Comment on attachment 90860 [details] [diff] [review] help update to complement the patch r=oeschger
Attachment #90860 - Flags: review+
The patch wording looks good to me.
Hmm, do I have to add an access key for this? Ben, could you give sr= and decide whether the files should be renamed from mousewheel to mouse?
This patch is not getting sr. Details why coming this evening, as I need to go out now.
Ben: curious now :-)
Ben: ping!
1) This preferences panel is going away. 2) This is a unix only preference (or at least one that we on Windows and Mac have no interest in), why is there no platform work done to ensure it doesn't show on affected platforms. 3) If middle button paste to load URL is causing problems such as this, why is it even on by default. It doesn't strike me as a particularly useful binding, given what middle-mouse button would otherwise do (load links in a new tab).
Also, the text in the checkbox is terrible. before you start on how you provided help text - online help a usable application does not make. As I mentioned in my previous comment, there is another preference that fights for control of the middle mouse button (tab link load in new window). What if both are set? Should one unset the other? How is this relationship clear when the two prefs are miles apart in the preferences dialog? How many people would use this over a (better) defaults change? Why add this clutter when we're supposed to be simplifying.

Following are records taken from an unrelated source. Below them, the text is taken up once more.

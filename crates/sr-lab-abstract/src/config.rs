use serde::{Deserialize, Serialize};
use thiserror::Error;

#[derive(Debug, Error, PartialEq, Eq)]
pub enum ConfigError {
    #[error("sequence space {seq_space} is too small for window size {window_size} (need at least window_size + 1)")]
    SeqSpaceTooSmall { window_size: u16, seq_space: u16 },
    #[error("window size must be at least 1")]
    ZeroWindow,
}

/// Protocol constants shared by sender and receiver. Both sides must agree on
/// these for the window arithmetic to line up.
#[derive(Debug, Clone, Copy, Serialize, Deserialize)]
pub struct ProtocolConfig {
    /// Maximum number of simultaneously unacknowledged packets.
    pub window_size: u16,
    /// Sequence numbers live in `[0, seq_space)`.
    pub seq_space: u16,
    /// Retransmission timeout, in simulated ticks.
    pub timeout_ticks: u64,
}

impl Default for ProtocolConfig {
    fn default() -> Self {
        Self {
            window_size: 6,
            seq_space: 13,
            timeout_ticks: 24,
        }
    }
}

impl ProtocolConfig {
    /// A window of `w` needs at least `w + 1` sequence numbers, otherwise a
    /// stale duplicate ACK is indistinguishable from a fresh one after
    /// wraparound.
    pub fn validate(&self) -> Result<(), ConfigError> {
        if self.window_size == 0 {
            return Err(ConfigError::ZeroWindow);
        }
        if self.seq_space < self.window_size + 1 {
            return Err(ConfigError::SeqSpaceTooSmall {
                window_size: self.window_size,
                seq_space: self.seq_space,
            });
        }
        Ok(())
    }
}

/// Knobs for the simulated channel between the two entities.
#[derive(Debug, Clone, Serialize, Deserialize)]
pub struct ChannelConfig {
    pub loss_rate: f64,
    pub corrupt_rate: f64,
    pub min_latency: u64,
    pub max_latency: u64,
    pub seed: u64,
}

impl Default for ChannelConfig {
    fn default() -> Self {
        Self {
            loss_rate: 0.0,
            corrupt_rate: 0.0,
            min_latency: 2,
            max_latency: 8,
            seed: 0,
        }
    }
}

#[cfg(test)]
mod tests {
    use super::*;

    #[test]
    fn default_config_is_valid() {
        assert_eq!(ProtocolConfig::default().validate(), Ok(()));
    }

    #[test]
    fn seq_space_must_exceed_window() {
        let cfg = ProtocolConfig {
            window_size: 6,
            seq_space: 6,
            timeout_ticks: 24,
        };
        assert!(matches!(
            cfg.validate(),
            Err(ConfigError::SeqSpaceTooSmall { .. })
        ));

        let boundary = ProtocolConfig {
            window_size: 6,
            seq_space: 7,
            timeout_ticks: 24,
        };
        assert_eq!(boundary.validate(), Ok(()));
    }
}
use anyhow::{Context, Result};
use clap::Parser;
use std::fs;
use std::path::{Path, PathBuf};
use tracing::info;

use sr_lab_abstract::{ChannelConfig, ProtocolConfig};
use sr_lab_core::{SrReceiver, SrSender};
use sr_lab_simulator::{SimulationReport, Simulator, scenario_runner};

#[derive(Parser, Debug)]
#[command(author, version, about = "Selective-repeat protocol lab simulator")]
struct Args {
    /// Run a TOML scenario from disk instead of the default simulation.
    #[arg(long)]
    scenario: Option<PathBuf>,

    /// Number of application messages in the default simulation.
    #[arg(long, default_value_t = 10)]
    messages: u32,

    /// Ticks between consecutive application submissions.
    #[arg(long, default_value_t = 50)]
    spacing: u64,

    /// Probability that the channel drops a packet.
    #[arg(long, default_value_t = 0.1)]
    loss: f64,

    /// Probability that the channel corrupts a packet.
    #[arg(long, default_value_t = 0.1)]
    corrupt: f64,

    /// Channel RNG seed.
    #[arg(long, default_value_t = 42)]
    seed: u64,

    /// Write a JSON trace of the finished simulation.
    #[arg(long)]
    trace_out: Option<PathBuf>,
}

fn main() -> Result<()> {
    tracing_subscriber::fmt::init();
    let args = Args::parse();
    info!("sr-lab-sim-cli starting…");

    let protocol = ProtocolConfig::default();
    let sender = Box::new(SrSender::new(protocol).context("Invalid protocol configuration")?);
    let receiver = Box::new(SrReceiver::new(protocol).context("Invalid protocol configuration")?);

    let report = if let Some(path) = &args.scenario {
        scenario_runner::run_scenario_file(path, sender, receiver)?
    } else {
        run_default_sim(&args, sender, receiver)
    };

    info!(
        "Simulation finished: {}/{} messages delivered, {} data packets sent, {} ticks",
        report.delivered_data.len(),
        report.submitted_data.len(),
        report.sender_packet_count,
        report.duration_ticks
    );

    if let Some(trace_path) = &args.trace_out {
        write_trace(trace_path, &report)?;
    }

    Ok(())
}

fn run_default_sim(
    args: &Args,
    sender: Box<SrSender>,
    receiver: Box<SrReceiver>,
) -> SimulationReport {
    let config = ChannelConfig {
        loss_rate: args.loss,
        corrupt_rate: args.corrupt,
        seed: args.seed,
        ..Default::default()
    };
    let mut sim = Simulator::new(config, sender, receiver);
    for i in 0..args.messages {
        sim.schedule_app_send(i as u64 * args.spacing, format!("message {i}").into_bytes());
    }
    info!("Starting headless simulation…");
    sim.run_until_complete();
    sim.export_report()
}

fn write_trace(path: &Path, report: &SimulationReport) -> Result<()> {
    let data = serde_json::to_vec_pretty(report).context("Failed to serialize simulation trace")?;
    fs::write(path, &data)
        .with_context(|| format!("Failed to write trace file {}", path.display()))?;
    Ok(())
}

OK, that's a lot, let's see.. > 1) This preferences panel is going away. Are you serious? Mouse wheel is going away? > 2) This is a unix only preference (or at least one that we on Windows and Mac > have no interest in), why is there no platform work done to ensure it doesn't > show on affected platforms. If you mean that it is only on by default on Unix, then yes, it does work on other platforms, though. I actually like this feature and comment #4 and comment #24 at least suggest that making this discoverable for other platforms would be nice. > 3) If middle button paste to load URL is causing problems such as this, why is > it even on by default. It doesn't strike me as a particularly useful binding, > given what middle-mouse button would otherwise do (load links in a new tab). Judging by the comments in this bug there are quite a few people that find this binding very useful. Middle click only loads links in a new window/tab when pressed over a link. If we turn this off by default we should make it discoverable. > the text in the checkbox is terrible. before you start on how you provided > help text - online help a usable application does not make. OK, so you do not like Middle button click on page loads URL from clipboard what about Middle-click on the body of a page loads URL from the clipboard. > What if both are set? Should one unset the other? Both prefs can work together. This is obviously an advanced pref, but it is dear to some people.
Are those people toggling this on and off so frequently that it warrants UI? I'm copying some windows and mac people for their opinions concerning their platforms.
Status: NEW → ASSIGNED
Ben Goodger wrote: > Are those people toggling this on and off so frequently that it warrants UI? Note: I'm not one of "those poeple", but I'd like to answer anyway... Some people find it purely annoying while others can't live without it (as you can see from the comments on this bug). And that's what a preference option is for. Toggling something on/off frequently is not the typical reason for having UI for a preference. Do you frequently toggle link underlining on and off? As an added bonus, making the (currently hidden) pref visible would help those people who would use this feature if they knew that is was available (even on other platforms, where it is off by default). The alternative would be IMHO to only allow pasting of _valid URLs_ (no fixup), instead of any random text that is then interpreted as a URL.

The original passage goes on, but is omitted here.